Port, fair go after federal grant for commercial kitchen in Langley

Sandey Brandon

Local food vendors can stand the heat — they just need a kitchen to get into.

The Port of South Whidbey, Island County and the Island County Fair Association are in hot pursuit of federal money to install a commercial kitchen in a building on the fairgrounds in Langley.

The kitchen would provide a facility for small-scale food producers on the island to manufacture their jams and jellies, cakes and pies, salads and sandwiches, bread and baked goods and relishes and condiments in a customized cooking area that meets health department regulations.

“It would be a boon to the South End,” said Sandey Brandon, fair administrator.

“There’s just not enough space for farm-to-market people to produce their products.”

Dane Anderson, the port’s finance manager, said port officials are waiting to hear from the U.S. Department of Agriculture about a nearly $50,000 grant for the project.

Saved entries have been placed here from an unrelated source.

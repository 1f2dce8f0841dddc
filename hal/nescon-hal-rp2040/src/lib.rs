//! RP2040 binding for the NES controller driver
//!
//! Configures three `embassy-rp` GPIOs for a controller port and hands
//! them to [`nescon_drivers::NesController`]:
//!
//! - data: input with the internal pull-up enabled
//! - latch, clock: push-pull outputs, initially low
//!
//! Delays use [`embassy_time::Delay`], which busy-waits on the 1 MHz
//! time driver tick, so the 10 µs phases are honored.

#![no_std]
#![deny(unsafe_code)]

pub mod port;

pub use port::{controller, controller_with_timing, from_config, BindError, Rp2040Controller};
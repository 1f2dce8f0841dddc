//! Board-agnostic core logic for reading an NES controller
//!
//! This crate contains everything that does not touch pin hardware:
//!
//! - Button model and the active-low bit mapping
//! - Disconnection heuristic applied to raw shift register samples
//! - Text rendering of button states
//! - Pin and timing configuration types
//!
//! # Bit layout
//!
//! ```text
//! bit     7   6     5       4     3     2     1     0
//! button  A   B   SELECT  START   UP   DOWN  LEFT  RIGHT
//! ```
//!
//! Every bit is active-low: a cleared bit means the button is held.

#![no_std]
#![deny(unsafe_code)]

pub mod buttons;
pub mod config;
pub mod decode;

pub use buttons::{Button, ButtonState};
pub use config::{ConfigError, ControllerConfig, PinConfig, ShiftTiming};
pub use decode::{opposing_press, validate, ConnectionStatus, Reading, DISCONNECTED};
//! NES controller driver
//!
//! Wraps a [`ShiftRegisterReader`] and turns samples into button state.
//! Two read paths are offered:
//!
//! - [`read`](NesController::read) / [`get_nes_input`](NesController::get_nes_input):
//!   a presumed-disconnected sample is replaced by `0xFF`, which decodes to
//!   "nothing pressed" and cannot be told apart from an idle controller.
//! - [`poll`](NesController::poll): same decoding, plus a
//!   [`ConnectionStatus`](nescon_core::ConnectionStatus) tag.

use embedded_hal::delay::DelayNs;
use embedded_hal::digital::{InputPin, OutputPin};
use nescon_core::{ButtonState, Reading, ShiftTiming};

use crate::shift_register::{PinError, ShiftRegisterReader};

/// A controller on one three-wire port
pub struct NesController<DATA, LATCH, CLOCK, D> {
    reader: ShiftRegisterReader<DATA, LATCH, CLOCK, D>,
}

impl<DATA, LATCH, CLOCK, D> NesController<DATA, LATCH, CLOCK, D>
where
    DATA: InputPin,
    LATCH: OutputPin,
    CLOCK: OutputPin,
    D: DelayNs,
{
    /// Create a controller driver
    ///
    /// # Arguments
    /// - `data`: input with pull-up, wired to the controller's data line
    /// - `latch`: output, wired to latch/load
    /// - `clock`: output, wired to clock
    /// - `delay`: blocking microsecond delay
    pub fn new(data: DATA, latch: LATCH, clock: CLOCK, delay: D) -> Self {
        Self::from_reader(ShiftRegisterReader::new(data, latch, clock, delay))
    }

    /// Create a controller driver with explicit shift timing
    pub fn with_timing(
        data: DATA,
        latch: LATCH,
        clock: CLOCK,
        delay: D,
        timing: ShiftTiming,
    ) -> Self {
        Self::from_reader(ShiftRegisterReader::with_timing(
            data, latch, clock, delay, timing,
        ))
    }

    /// Wrap an existing reader
    pub fn from_reader(reader: ShiftRegisterReader<DATA, LATCH, CLOCK, D>) -> Self {
        Self { reader }
    }

    /// Read the unvalidated byte straight from the shift register
    pub fn read_raw(&mut self) -> Result<u8, PinError> {
        self.reader.read_raw()
    }

    /// Read the controller as an active-low byte
    ///
    /// Returns `0xFF` if Up+Down or Left+Right read as pressed together,
    /// which is what a floating data line looks like.
    pub fn read(&mut self) -> Result<u8, PinError> {
        self.poll().map(|reading| reading.validated())
    }

    /// Read the controller and decode it into named buttons
    pub fn get_nes_input(&mut self) -> Result<ButtonState, PinError> {
        self.read().map(ButtonState::from_byte)
    }

    /// Read the controller, keeping the disconnect verdict
    pub fn poll(&mut self) -> Result<Reading, PinError> {
        let reading = Reading::from_raw(self.reader.read_raw()?);

        #[cfg(feature = "defmt")]
        if !reading.is_connected() {
            defmt::debug!(
                "opposing D-pad directions in {=u8:b}, presuming disconnected",
                reading.raw
            );
        }

        Ok(reading)
    }

    /// Shift timing in use
    pub fn timing(&self) -> ShiftTiming {
        self.reader.timing()
    }

    /// Give back the underlying reader
    pub fn into_reader(self) -> ShiftRegisterReader<DATA, LATCH, CLOCK, D> {
        self.reader
    }
}
pub mod models;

The port would contribute up to an additional $25,000, which already is in this year’s budget.

“The good news is we’re still in the hunt,” Anderson said this week. “As the eternal optimist, I’m hopeful our application will be successful.”

The idea is to upgrade the kitchen equipment in a current building on the fairgrounds in Langley, installing heavy-duty appliances, reconfiguring the space and replacing flooring and wall material with more commercial-oriented surfaces, Anderson said.

The new kitchen would be installed in the fairground’s historic pole building behind the fair office. The building was constructed during the Great Depression in 1937 by the Works Progress Administration.

An informal kitchen area is already in the building, used for years by the local Kiwanis club to prepare and serve barbecued salmon during the fair. Lately, members of the South Whidbey Assembly of God Church in Langley have served breakfasts to fairgoers, Brandon said.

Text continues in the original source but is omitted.